- [Task directions] Gather each line containing the string "query" from these entries.

Stored data entries
============

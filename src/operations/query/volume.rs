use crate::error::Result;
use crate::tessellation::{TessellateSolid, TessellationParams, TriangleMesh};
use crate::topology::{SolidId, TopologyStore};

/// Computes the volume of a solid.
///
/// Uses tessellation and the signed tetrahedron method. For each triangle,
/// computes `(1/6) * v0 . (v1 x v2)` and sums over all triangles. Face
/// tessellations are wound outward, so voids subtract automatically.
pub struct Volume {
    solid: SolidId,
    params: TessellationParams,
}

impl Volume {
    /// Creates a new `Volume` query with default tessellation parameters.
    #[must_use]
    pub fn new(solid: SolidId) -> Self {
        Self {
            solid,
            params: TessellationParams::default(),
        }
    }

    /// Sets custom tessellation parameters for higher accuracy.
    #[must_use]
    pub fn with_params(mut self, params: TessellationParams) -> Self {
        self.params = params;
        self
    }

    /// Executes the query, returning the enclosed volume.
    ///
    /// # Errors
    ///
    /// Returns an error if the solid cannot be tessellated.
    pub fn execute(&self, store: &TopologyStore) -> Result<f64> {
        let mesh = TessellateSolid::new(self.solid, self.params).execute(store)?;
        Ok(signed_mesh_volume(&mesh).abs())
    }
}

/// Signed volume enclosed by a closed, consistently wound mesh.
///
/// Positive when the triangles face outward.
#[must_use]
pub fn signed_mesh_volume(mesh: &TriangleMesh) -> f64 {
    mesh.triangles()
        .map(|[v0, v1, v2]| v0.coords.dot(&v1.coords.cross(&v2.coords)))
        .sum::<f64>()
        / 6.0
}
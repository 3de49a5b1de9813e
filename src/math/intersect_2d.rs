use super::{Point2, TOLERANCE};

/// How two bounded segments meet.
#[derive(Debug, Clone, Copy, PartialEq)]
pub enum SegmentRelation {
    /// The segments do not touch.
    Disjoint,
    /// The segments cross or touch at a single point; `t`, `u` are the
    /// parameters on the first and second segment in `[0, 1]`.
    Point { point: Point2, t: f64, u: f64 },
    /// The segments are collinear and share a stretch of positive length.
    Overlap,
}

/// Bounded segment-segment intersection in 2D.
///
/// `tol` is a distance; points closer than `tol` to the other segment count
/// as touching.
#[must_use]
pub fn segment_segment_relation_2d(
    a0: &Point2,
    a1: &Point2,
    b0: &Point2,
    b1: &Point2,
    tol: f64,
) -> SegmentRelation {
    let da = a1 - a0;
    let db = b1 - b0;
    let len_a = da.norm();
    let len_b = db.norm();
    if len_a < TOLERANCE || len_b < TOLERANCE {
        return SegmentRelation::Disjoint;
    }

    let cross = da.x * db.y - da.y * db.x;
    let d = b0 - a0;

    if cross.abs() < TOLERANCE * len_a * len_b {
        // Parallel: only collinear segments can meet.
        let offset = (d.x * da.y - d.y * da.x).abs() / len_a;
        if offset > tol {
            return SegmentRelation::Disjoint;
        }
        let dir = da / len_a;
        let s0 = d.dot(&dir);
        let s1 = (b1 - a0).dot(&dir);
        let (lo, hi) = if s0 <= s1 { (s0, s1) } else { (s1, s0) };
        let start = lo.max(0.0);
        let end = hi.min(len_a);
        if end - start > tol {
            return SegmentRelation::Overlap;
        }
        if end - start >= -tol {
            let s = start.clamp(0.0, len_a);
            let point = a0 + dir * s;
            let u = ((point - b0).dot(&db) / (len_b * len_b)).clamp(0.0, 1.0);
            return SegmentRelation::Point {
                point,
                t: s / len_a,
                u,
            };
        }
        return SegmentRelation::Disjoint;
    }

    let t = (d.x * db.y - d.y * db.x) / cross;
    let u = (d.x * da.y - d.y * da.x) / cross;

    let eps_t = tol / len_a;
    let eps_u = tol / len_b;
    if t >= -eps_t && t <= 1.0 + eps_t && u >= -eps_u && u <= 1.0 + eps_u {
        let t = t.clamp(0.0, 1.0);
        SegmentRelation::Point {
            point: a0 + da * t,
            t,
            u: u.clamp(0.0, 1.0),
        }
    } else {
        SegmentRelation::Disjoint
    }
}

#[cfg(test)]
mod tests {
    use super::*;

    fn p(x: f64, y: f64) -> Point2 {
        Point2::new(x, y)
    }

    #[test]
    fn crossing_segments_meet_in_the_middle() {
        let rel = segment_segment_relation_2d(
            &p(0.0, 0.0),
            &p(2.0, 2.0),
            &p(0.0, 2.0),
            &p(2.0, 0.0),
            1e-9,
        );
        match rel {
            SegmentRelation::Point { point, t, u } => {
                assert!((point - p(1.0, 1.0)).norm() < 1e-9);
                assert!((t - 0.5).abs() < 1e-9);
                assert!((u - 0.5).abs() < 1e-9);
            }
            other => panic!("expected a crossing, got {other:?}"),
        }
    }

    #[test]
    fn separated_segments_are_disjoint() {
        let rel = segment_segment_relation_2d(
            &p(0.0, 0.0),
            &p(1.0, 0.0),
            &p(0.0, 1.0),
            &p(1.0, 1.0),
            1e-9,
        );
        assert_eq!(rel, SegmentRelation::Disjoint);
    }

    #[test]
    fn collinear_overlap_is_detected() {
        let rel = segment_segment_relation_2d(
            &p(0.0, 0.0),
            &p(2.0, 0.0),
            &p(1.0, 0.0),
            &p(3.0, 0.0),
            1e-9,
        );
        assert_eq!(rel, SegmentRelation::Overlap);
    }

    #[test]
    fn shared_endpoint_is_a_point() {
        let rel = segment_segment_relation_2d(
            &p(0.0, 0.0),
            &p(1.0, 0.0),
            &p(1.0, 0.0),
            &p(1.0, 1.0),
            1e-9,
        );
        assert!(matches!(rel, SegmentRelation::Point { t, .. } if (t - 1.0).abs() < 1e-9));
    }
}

============

- [Written solution]
filename src/operations/query/volume.rs
    /// Creates a new `Volume` query with default tessellation parameters.
    /// Executes the query, returning the enclosed volume.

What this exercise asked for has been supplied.